It’s too easy for me to be serious. Named after a saint whose portrait at nine featured a furrowed brow, I’m prone to pondering. It’s an affliction that holds me back from writing here, bogged down too quickly with a preoccupation about meaning. I’m like a beaver, constantly building dams that impeded the flow of water. But then, along comes someone like George Saunders with A Swim in a Pond in The Rain and I rediscover how refreshing the movement of water is. Right from the start, I am soothed with a line that reads: “the goal is to help them acquire the technical means to become defiantly and joyfully themselves.” Defiance and joy!
This morning, listening to Terrible Thanks for Asking, Anne Lamott described how our desire to help can keep someone from finding the solution for themselves. Describing something she’s learned for herself, she says “I try not to get my goodness all over people because it just keeps them shut down from the only thing that ever got anybody to wake up or get sober or get therapy or learn to eat in a healthy way which is; the willingness comes from the pain and if I’m medicating their pain for them out of my own disease of co-dependence I’m keeping them from the one thing that might help them find a much much better life.”
Years ago, our friends’ baby was born into the Neo-natal intensive care unit and, being myself young at the time, my life changed and adopted a frenzied mission to help. I drove too fast on an icy road and hit a car that cut me off, I rushed every second of my lunch hour to deliver fresh scones made the night before and all this to prove I could help (nay, improve!) the lives of my friends.

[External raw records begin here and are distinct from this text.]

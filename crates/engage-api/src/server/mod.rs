//! Server setup and initialization
//!
//! Provides the application builders and the server runner.

use std::net::SocketAddr;
use std::sync::Arc;

use axum::Router;
use engage_common::{AppConfig, AppError, AppResult, JwtService};
use engage_db::{create_pool, run_migrations};
use engage_service::ServiceContextBuilder;
use tokio::net::TcpListener;
use tracing::info;

use crate::middleware::{apply_middleware, apply_middleware_with_config};
use crate::routes::{create_router, health_routes};
use crate::state::AppState;

/// Build the application with the base middleware stack
pub fn create_app(state: AppState) -> Router {
    let router = apply_middleware(create_router().merge(health_routes()));
    router.with_state(state)
}

/// Build the application with rate limiting and CORS from the configuration
///
/// Health routes are mounted outside the rate limiter.
pub fn create_app_with_config(state: AppState) -> AppResult<Router> {
    let config = state.config();
    let api = apply_middleware_with_config(
        create_router(),
        &config.rate_limit,
        &config.cors,
        config.app.env.is_production(),
    )?;

    let router = apply_middleware(health_routes()).merge(api);
    Ok(router.with_state(state))
}

/// Initialize all dependencies and create AppState
pub async fn create_app_state(config: AppConfig) -> AppResult<AppState> {
    info!("Connecting to PostgreSQL...");
    let db_config = engage_db::DatabaseConfig::from(&config.database);
    let pool = create_pool(&db_config)
        .await
        .map_err(|e| AppError::Database(e.to_string()))?;
    info!("PostgreSQL connection established");

    if config.database.run_migrations {
        run_migrations(&pool)
            .await
            .map_err(|e| AppError::Database(e.to_string()))?;
        info!("Database migrations applied");
    }

    let jwt_service = Arc::new(JwtService::new(
        &config.jwt.secret,
        config.jwt.access_token_expiry,
    ));

    let service_context = ServiceContextBuilder::new()
        .postgres(pool)
        .jwt_service(jwt_service)
        .build()
        .map_err(|e| AppError::Config(e.to_string()))?;

    Ok(AppState::new(service_context, config))
}

/// Run the HTTP server until it fails or receives ctrl-c
pub async fn run_server(app: Router, addr: SocketAddr) -> AppResult<()> {
    let listener = TcpListener::bind(addr)
        .await
        .map_err(|e| AppError::Config(format!("Failed to bind to {addr}: {e}")))?;

    info!("Server listening on http://{}", addr);

    axum::serve(listener, app)
        .with_graceful_shutdown(shutdown_signal())
        .await
        .map_err(|e| AppError::Config(format!("Server error: {e}")))?;

    info!("Server stopped");
    Ok(())
}

async fn shutdown_signal() {
    if let Err(e) = tokio::signal::ctrl_c().await {
        tracing::warn!(error = %e, "Failed to listen for shutdown signal");
        std::future::pending::<()>().await;
    }
    info!("Shutdown signal received");
}

/// Run the complete server with configuration
pub async fn run(config: AppConfig) -> AppResult<()> {
    let addr: SocketAddr = config
        .api
        .address()
        .parse()
        .map_err(|e| AppError::Config(format!("Invalid listen address: {e}")))?;

    let state = create_app_state(config).await?;
    let app = create_app_with_config(state)?;

    run_server(app, addr).await
}
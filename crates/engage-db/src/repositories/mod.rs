//! Repository implementations
//!
//! PostgreSQL implementations of the ledger and query traits defined in engage-core.

pub(crate) mod error;
mod ledger;
mod query;

pub use ledger::{PgLedgerTransaction, PgReactionLedger};
pub use query::PgReactionQueryRepository;
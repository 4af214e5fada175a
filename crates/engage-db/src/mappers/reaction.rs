//! Reaction entity <-> model mapper

use chrono::{DateTime, Utc};
use uuid::Uuid;

use engage_core::entities::{ReactionKind, ReactionRecord, ReactionTally, TargetKind};
use engage_core::error::DomainError;

use crate::models::{CounterRowModel, ReactionModel, ReactionTallyModel};

/// Convert ReactionModel to ReactionRecord entity
///
/// Kind columns are free text in the row; an unknown value means the table was
/// written by something other than this crate.
impl TryFrom<ReactionModel> for ReactionRecord {
    type Error = DomainError;

    fn try_from(model: ReactionModel) -> Result<Self, Self::Error> {
        let target_kind: TargetKind = model
            .entity_type
            .parse()
            .map_err(|e| DomainError::InternalError(format!("reaction {}: {e}", model.id)))?;
        let reaction_kind: ReactionKind = model
            .reaction_type
            .parse()
            .map_err(|e| DomainError::InternalError(format!("reaction {}: {e}", model.id)))?;

        Ok(ReactionRecord {
            id: model.id,
            user_id: model.user_id,
            target_kind,
            target_id: model.entity_id,
            reaction_kind,
            created_at: model.created_at,
            updated_at: model.updated_at,
        })
    }
}

impl From<ReactionTallyModel> for ReactionTally {
    fn from(model: ReactionTallyModel) -> Self {
        ReactionTally::new(model.like_count, model.favorite_count)
    }
}

impl From<CounterRowModel> for ReactionTally {
    fn from(model: CounterRowModel) -> Self {
        ReactionTally::new(model.like_count, model.favorite_count)
    }
}

/// Convert ReactionRecord entity reference to values for database insertion
pub struct ReactionInsert {
    pub id: Uuid,
    pub user_id: Uuid,
    pub entity_type: &'static str,
    pub entity_id: Uuid,
    pub reaction_type: &'static str,
    pub created_at: DateTime<Utc>,
    pub updated_at: DateTime<Utc>,
}

impl ReactionInsert {
    pub fn new(record: &ReactionRecord) -> Self {
        Self {
            id: record.id,
            user_id: record.user_id,
            entity_type: record.target_kind.as_str(),
            entity_id: record.target_id,
            reaction_type: record.reaction_kind.as_str(),
            created_at: record.created_at,
            updated_at: record.updated_at,
        }
    }
}

#[cfg(test)]
mod tests {
    use super::*;

    fn model(entity_type: &str, reaction_type: &str) -> ReactionModel {
        let now = Utc::now();
        ReactionModel {
            id: Uuid::new_v4(),
            user_id: Uuid::new_v4(),
            entity_type: entity_type.to_string(),
            entity_id: Uuid::new_v4(),
            reaction_type: reaction_type.to_string(),
            created_at: now,
            updated_at: now,
        }
    }

    #[test]
    fn test_model_to_record() {
        let row = model("professional", "favorite");
        let record = ReactionRecord::try_from(row.clone()).unwrap();

        assert_eq!(record.id, row.id);
        assert_eq!(record.target_kind, TargetKind::Professional);
        assert_eq!(record.target_id, row.entity_id);
        assert_eq!(record.reaction_kind, ReactionKind::Favorite);
    }

    #[test]
    fn test_unknown_kind_is_rejected() {
        let err = ReactionRecord::try_from(model("comment", "like")).unwrap_err();
        assert!(matches!(err, DomainError::InternalError(_)));

        let err = ReactionRecord::try_from(model("event", "love")).unwrap_err();
        assert!(matches!(err, DomainError::InternalError(_)));
    }

    #[test]
    fn test_insert_uses_storage_names() {
        let row = model("event", "like");
        let record = ReactionRecord::try_from(row).unwrap();
        let insert = ReactionInsert::new(&record);

        assert_eq!(insert.entity_type, "event");
        assert_eq!(insert.reaction_type, "like");
        assert_eq!(insert.id, record.id);
    }
}
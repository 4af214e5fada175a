//! Response DTOs for API endpoints
//!
//! All response DTOs implement `Serialize` for JSON output.

use chrono::{DateTime, Utc};
use serde::Serialize;
use uuid::Uuid;

use engage_core::entities::{ReactionKind, ReactionTally, TargetKind};

// ============================================================================
// Reaction Responses
// ============================================================================

/// Reaction response
#[derive(Debug, Clone, Serialize)]
pub struct ReactionResponse {
    pub id: Uuid,
    pub user_id: Uuid,
    pub entity_type: TargetKind,
    pub entity_id: Uuid,
    pub reaction_type: ReactionKind,
    pub created_at: DateTime<Utc>,
    pub updated_at: DateTime<Utc>,
}

/// Toggle result: `added` with the new reaction, or `removed`
#[derive(Debug, Clone, Serialize)]
pub struct ToggleResponse {
    pub action: &'static str,
    #[serde(skip_serializing_if = "Option::is_none")]
    pub reaction: Option<ReactionResponse>,
}

/// Stored counters next to the live reaction count
#[derive(Debug, Clone, Serialize)]
pub struct CounterAuditResponse {
    pub entity_type: TargetKind,
    pub entity_id: Uuid,
    pub stored: ReactionTally,
    pub live: ReactionTally,
    pub in_sync: bool,
}

// ============================================================================
// Health Check Responses
// ============================================================================

/// Health check response
#[derive(Debug, Clone, Serialize)]
pub struct HealthResponse {
    pub status: String,
    pub timestamp: DateTime<Utc>,
}

impl HealthResponse {
    pub fn healthy() -> Self {
        Self {
            status: "healthy".to_string(),
            timestamp: Utc::now(),
        }
    }
}

/// Readiness check response
#[derive(Debug, Clone, Serialize)]
pub struct ReadinessResponse {
    pub status: String,
    pub timestamp: DateTime<Utc>,
    pub checks: HealthChecks,
}

/// Health check status for each dependency
#[derive(Debug, Clone, Serialize)]
pub struct HealthChecks {
    pub database: String,
}

impl ReadinessResponse {
    pub fn ready(database_healthy: bool) -> Self {
        Self {
            status: if database_healthy { "ready" } else { "not_ready" }.to_string(),
            timestamp: Utc::now(),
            checks: HealthChecks {
                database: if database_healthy { "healthy" } else { "unhealthy" }.to_string(),
            },
        }
    }
}
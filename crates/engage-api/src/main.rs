//! Reaction ledger API server entry point
//!
//! Run with:
//! ```bash
//! cargo run -p engage-api
//! ```
//!
//! Configuration is loaded from environment variables (and `.env` when present).

use engage_common::{try_init_tracing_with_config, AppConfig, TracingConfig};
use tracing::{error, info};

#[tokio::main]
async fn main() {
    let config = match AppConfig::from_env() {
        Ok(config) => config,
        Err(e) => {
            eprintln!("Failed to load configuration: {e}");
            std::process::exit(1);
        }
    };

    if let Err(e) = try_init_tracing_with_config(TracingConfig::for_app(&config.app)) {
        eprintln!("Warning: Failed to initialize tracing: {e}");
    }

    info!(
        env = ?config.app.env,
        address = %config.api.address(),
        "Starting reaction ledger API server"
    );

    if let Err(e) = engage_api::run(config).await {
        error!(error = %e, "Server failed to start");
        std::process::exit(1);
    }
}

Now, in my thirties, I catch myself not rushing in to help so much as needing to provide for myself and others a satisfactory explanation, only to be stumped by the futility of the exercise. Turning to art, reminding myself what art is, is a huge comfort when faced with Life Events. Borrowing from Anne Lamott, I still need to learn how “not to get my explanations all over people” and cure myself of wanting to control the discomfort. The discomfort becomes so large in my mind that I lose the ability to find joy and consequently, the ability to write freely, for fun, for no reason. I guess that is where I need the defiance: I should not pretend to myself that I can improve anything by giving up the dutiful practice of writing imperfect blog posts.
I highly recommend A Swim in a Pond in The Rain.